On Thu, 19 Sept 2024 at 17:37, Ilias Apalodimas
<ilias.apalodimas at linaro.org> wrote:
>
> On Thu, 19 Sept 2024 at 18:19, Simon Glass <sjg at chromium.org> wrote:
> >
> > Hi,
> >
> > On Thu, 19 Sept 2024 at 17:13, Ilias Apalodimas
> > <ilias.apalodimas at linaro.org> wrote:
> > >
> > >
> > >
> > > On Thu, Sep 19, 2024, 18:05 Heinrich Schuchardt <heinrich.schuchardt at canonical.com> wrote:
> > >>
> > >> On 19.09.24 17:00, Simon Glass wrote:
> > >> > Hi,
> > >> >
> > >> > On Thu, 19 Sept 2024 at 16:32, Ilias Apalodimas
> > >> > <ilias.apalodimas at linaro.org> wrote:
> > >> >>
> > >> >> Hi all,
> > >> >>
> > >> >> On Thu, 19 Sept 2024 at 17:20, Heinrich Schuchardt
> > >> >> <heinrich.schuchardt at canonical.com> wrote:
> > >> >>>
> > >> >>> On 19.09.24 16:10, Simon Glass wrote:
> > >> >>>> Hi Heinrich,
> > >> >>>>
> > >> >>>> On Sat, 14 Sept 2024 at 18:06, Heinrich Schuchardt
> > >> >>>> <heinrich.schuchardt at canonical.com> wrote:
> > >> >>>>>
> > >> >>>>> For measured be boot we must avoid any volatile values in the device-tree.
> > >> >>>>> We already delete /chosen/kaslr-seed if we provide and EFI RNG protocol.
> > >> >>>>
> > >> >>>> Could you explain a bit why this is, and where this is checked?
> > >> >>>>>
> > >> >>>>> Additionally remove /chosen/rng-seed provided by QEMU or U-Boot.
> > >> >>>
> > >> >>> Measured boot relies on creating hashes of artifacts and writing these
> > >> >>> to TPM. If the hashes don't match the OS will either warn or refuse to
> > >> >>> boot.

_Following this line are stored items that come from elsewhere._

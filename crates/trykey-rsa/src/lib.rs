//! trykey-rsa: deterministic RSA key pairs from trykey seeds
//!
//! ```text
//! seed (key_bits / 8 bytes)
//!   └── HKDF-SHA256 (info = "trykey-rsa-drbg-v1") → 32-byte DRBG key
//!       └── ChaCha20Rng → RsaPrivateKey::new(rng, key_bits)
//! ```
//!
//! The same seed always reproduces the same key pair, so the private key never
//! needs to be stored: it is regenerated from the passphrase on demand.

use anyhow::Context;
use hkdf::Hkdf;
use rand_chacha::rand_core::SeedableRng;
use rand_chacha::ChaCha20Rng;
use rsa::pkcs8::{EncodePrivateKey, EncodePublicKey, LineEnding};
use rsa::RsaPrivateKey;
use sha2::{Digest, Sha256};
use trykey_seed::KeyDeriver;
use zeroize::Zeroizing;

/// Domain separation for the DRBG key
const DRBG_INFO: &[u8] = b"trykey-rsa-drbg-v1";

/// Size of a ChaCha20 DRBG seed in bytes
const DRBG_SEED_SIZE: usize = 32;

/// Synthesizes RSA private keys from seed bytes with a seeded ChaCha20 DRBG.
#[derive(Debug, Clone, Copy, Default)]
pub struct RsaKeyDeriver;

impl KeyDeriver for RsaKeyDeriver {
    type Key = RsaPrivateKey;
    type Error = anyhow::Error;

    fn derive_private_key(&self, key_size_bits: u32, seed: &[u8]) -> anyhow::Result<RsaPrivateKey> {
        let mut rng = seeded_rng(seed)?;
        tracing::debug!(bits = key_size_bits, "generating RSA key from seeded DRBG");
        RsaPrivateKey::new(&mut rng, key_size_bits as usize)
            .map_err(|e| anyhow::anyhow!("RSA key generation failed: {e}"))
    }
}

/// Condense `seed` into a ChaCha20 DRBG via HKDF-SHA256.
fn seeded_rng(seed: &[u8]) -> anyhow::Result<ChaCha20Rng> {
    if seed.is_empty() {
        anyhow::bail!("cannot seed the DRBG from an empty seed");
    }

    let hkdf = Hkdf::<Sha256>::new(None, seed);
    let mut drbg_seed = Zeroizing::new([0u8; DRBG_SEED_SIZE]);
    hkdf.expand(DRBG_INFO, &mut drbg_seed[..])
        .map_err(|e| anyhow::anyhow!("HKDF expand failed: {e}"))?;

    Ok(ChaCha20Rng::from_seed(*drbg_seed))
}

/// PKCS#8 PEM encoding of the private key. Zeroized on drop.
pub fn private_key_pem(key: &RsaPrivateKey) -> anyhow::Result<Zeroizing<String>> {
    key.to_pkcs8_pem(LineEnding::LF)
        .map_err(|e| anyhow::anyhow!("encoding private key: {e}"))
}

/// SPKI PEM encoding of the public key.
pub fn public_key_pem(key: &RsaPrivateKey) -> anyhow::Result<String> {
    key.to_public_key()
        .to_public_key_pem(LineEnding::LF)
        .map_err(|e| anyhow::anyhow!("encoding public key: {e}"))
}

/// SHA-256 fingerprint of the SPKI DER public key, as `SHA256:<hex>`.
pub fn fingerprint(key: &RsaPrivateKey) -> anyhow::Result<String> {
    let der = key
        .to_public_key()
        .to_public_key_der()
        .map_err(|e| anyhow::anyhow!("encoding public key: {e}"))
        .context("computing fingerprint")?;
    let digest = Sha256::digest(der.as_bytes());
    let hex: String = digest.iter().map(|b| format!("{b:02x}")).collect();
    Ok(format!("SHA256:{hex}"))
}
//! Seed lifetime: key size policy, the zeroizing seed buffer, and scoped access
//!
//! [`with_seed`] is the only way callers reach seed bytes. The buffer is
//! allocated after every check has passed, lent out by shared reference, and
//! zeroized in `Drop`, so erasure also happens when the closure panics.

use std::fmt;
use std::num::NonZeroUsize;

use secrecy::{ExposeSecret, SecretString};
use zeroize::Zeroize;

use crate::error::{SeedError, SeedResult};
use crate::expand::expand;
use crate::trytes::{LengthCheck, Trytes};
use crate::IOTA_SEED_LEN;

/// Key sizes (in bits) a seed can currently be derived for
pub const SUPPORTED_KEY_BITS: &[u32] = &[2048];

/// A supported target key size.
#[derive(Debug, Clone, Copy, PartialEq, Eq)]
pub struct KeySize {
    bits: u32,
    seed_len: NonZeroUsize,
}

impl KeySize {
    pub fn new(bits: u32) -> SeedResult<Self> {
        let unsupported = SeedError::UnsupportedKeySize { bits };
        if !SUPPORTED_KEY_BITS.contains(&bits) {
            return Err(unsupported);
        }
        let seed_len = NonZeroUsize::new(bits as usize / 8).ok_or(unsupported)?;
        Ok(Self { bits, seed_len })
    }

    pub fn bits(&self) -> u32 {
        self.bits
    }

    /// Seed length in bytes (`bits / 8`)
    pub fn seed_len(&self) -> NonZeroUsize {
        self.seed_len
    }
}

/// Derivation parameters
#[derive(Debug, Clone, Copy, PartialEq, Eq)]
pub struct SeedParams {
    /// Target key size in bits (default: 2048)
    pub key_bits: u32,
    /// Passphrase length policy (default: exactly 81 trytes)
    pub length: LengthCheck,
}

impl Default for SeedParams {
    fn default() -> Self {
        Self {
            key_bits: 2048,
            length: LengthCheck::Exact(IOTA_SEED_LEN),
        }
    }
}

/// Expanded seed bytes. Zeroized on drop, never cloned.
pub struct SeedBuffer {
    bytes: Box<[u8]>,
}

impl SeedBuffer {
    pub(crate) fn allocate(len: usize) -> Self {
        #[cfg(test)]
        probe::record_allocation();
        Self {
            bytes: vec![0u8; len].into_boxed_slice(),
        }
    }

    pub(crate) fn as_mut_bytes(&mut self) -> &mut [u8] {
        &mut self.bytes
    }

    pub fn as_bytes(&self) -> &[u8] {
        &self.bytes
    }

    pub fn len(&self) -> usize {
        self.bytes.len()
    }

    pub fn is_empty(&self) -> bool {
        self.bytes.is_empty()
    }
}

impl Drop for SeedBuffer {
    fn drop(&mut self) {
        self.bytes.zeroize();
        #[cfg(test)]
        probe::record_erased(&self.bytes);
    }
}

impl fmt::Debug for SeedBuffer {
    fn fmt(&self, f: &mut fmt::Formatter<'_>) -> fmt::Result {
        f.debug_struct("SeedBuffer")
            .field("len", &self.bytes.len())
            .field("bytes", &"[REDACTED]")
            .finish()
    }
}

/// Deterministic private-key synthesis from seed bytes.
///
/// Implementations must return identical keys for identical seeds and must
/// not keep the seed after returning.
pub trait KeyDeriver {
    type Key;
    type Error: fmt::Display;

    fn derive_private_key(&self, key_size_bits: u32, seed: &[u8]) -> Result<Self::Key, Self::Error>;
}

/// Validate and expand `passphrase`, then run `f` with the seed.
///
/// The key size is checked first, so an unsupported size allocates nothing.
/// The seed is zeroized and freed before this returns, whether `f` returns
/// normally or unwinds.
pub fn with_seed<T, F>(passphrase: &SecretString, params: &SeedParams, f: F) -> SeedResult<T>
where
    F: FnOnce(&SeedBuffer) -> T,
{
    let key_size = KeySize::new(params.key_bits)?;
    let trytes = Trytes::parse(passphrase.expose_secret(), params.length).inspect_err(|e| {
        tracing::debug!(error = %e, "passphrase rejected");
    })?;

    let seed = expand(trytes, key_size.seed_len());
    tracing::debug!(bits = key_size.bits(), seed_len = seed.len(), "seed expanded");

    let result = f(&seed);
    drop(seed);
    Ok(result)
}

/// Derive a private key from `passphrase` with `deriver`, called exactly once.
///
/// Deriver errors surface as [`SeedError::CollaboratorFailure`] and are not retried.
pub fn derive_key<D: KeyDeriver>(
    deriver: &D,
    passphrase: &SecretString,
    params: &SeedParams,
) -> SeedResult<D::Key> {
    with_seed(passphrase, params, |seed| {
        deriver.derive_private_key(params.key_bits, seed.as_bytes())
    })?
    .map_err(|e| {
        tracing::warn!(error = %e, bits = params.key_bits, "key derivation failed");
        SeedError::CollaboratorFailure(e.to_string())
    })
}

The device-tree is one of the artifacts that are measured.
> > >> >>>
> > >> >>> If we have random values in /chosen, measured boot will fail.
> > >> >>>
> > >> >>> When an EFI RNG protocol is provided by the firmware, GRUB and the
> > >> >>> kernel will use it instead of /chosen/rng-seed and /chosen/kaslr-seed.
> > >> >>
> > >> >> There's a comment on top of that function that explains what happens as well.
> > >> >> In short the EFI stub does not even look at the KASLR seed and never
> > >> >> randomizes the physical placement of the kernel. It only does that
> > >> >> when the EFI_RNG protocol is there.
> > >> >
> > >> > OK thank you. I suppose I am more just wondering why it got added in
> > >> > the first place?
> > >>
> > >> For booting via the legacy Linux entry point adding kaslr-seed allows to
> > >> randomize addresses. QEMU adds rng-seed instead of kaslr-seed.
> > >
> > >
> > > Not the kernel physical placement. It randomizes only the virtual placement
> >
> > So, are you saying that U-Boot adds this field into the FDT and then removes it?
>
> Yes. As Heinrich said, the rng seed is still usable for some
> randomization. If we boot with EFI and have an RNG protocol, we dont
> need it and it also messes up the TPM measurements, so we remove it.
> But the code that injects it to u-boot, or the prior bootloader that
> handed you over a DT,  does not know if you plan to boot with EFI.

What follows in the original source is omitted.